Start of STORED DATA

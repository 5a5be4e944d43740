//! Tag list operations used when adding, removing, and parsing tags.
//!
//! Tags are compared case-sensitively here. `Work` and `work` are distinct
//! entries in a note's stored list even though the index files both under
//! the `work` bucket.

use std::collections::HashSet;

/// Unions `existing` with the trimmed, non-empty entries of `additions`.
///
/// Exact duplicates collapse to their first occurrence. Existing tags keep
/// their order and new tags follow in the order they were supplied. Existing
/// tags are kept verbatim (not re-trimmed).
pub fn merge_tags<S: AsRef<str>>(existing: &[String], additions: &[S]) -> Vec<String> {
    let mut seen: HashSet<&str> = HashSet::new();
    let mut merged = Vec::with_capacity(existing.len() + additions.len());

    let candidates = existing.iter().map(String::as_str).chain(
        additions
            .iter()
            .map(|tag| tag.as_ref().trim())
            .filter(|tag| !tag.is_empty()),
    );

    for tag in candidates {
        if seen.insert(tag) {
            merged.push(tag.to_string());
        }
    }
    merged
}

/// Removes every tag that exactly matches a trimmed entry of `removals`.
///
/// The remaining tags keep their relative order. Removing a tag that is not
/// present changes nothing.
pub fn remove_tags<S: AsRef<str>>(existing: &[String], removals: &[S]) -> Vec<String> {
    let remove: HashSet<&str> = removals.iter().map(|tag| tag.as_ref().trim()).collect();
    existing
        .iter()
        .filter(|tag| !remove.contains(tag.as_str()))
        .cloned()
        .collect()
}

/// Splits a comma-separated tag list, trimming each entry.
///
/// Blank input yields an empty list. Blank entries between commas are kept
/// as empty strings so replace-all callers see exactly what was typed.
pub fn parse_tag_list(input: &str) -> Vec<String> {
    if input.trim().is_empty() {
        return Vec::new();
    }
    input.split(',').map(|tag| tag.trim().to_string()).collect()
}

End of STORED DATA

**WHAT IS EXPECTED**
Only lines with the word "HashSet" are wanted, so copy each one from the records.

**RESPONSE BELOW**
use std::collections::HashSet;
    let mut seen: HashSet<&str> = HashSet::new();
    let remove: HashSet<&str> = removals.iter().map(|tag| tag.as_ref().trim()).collect();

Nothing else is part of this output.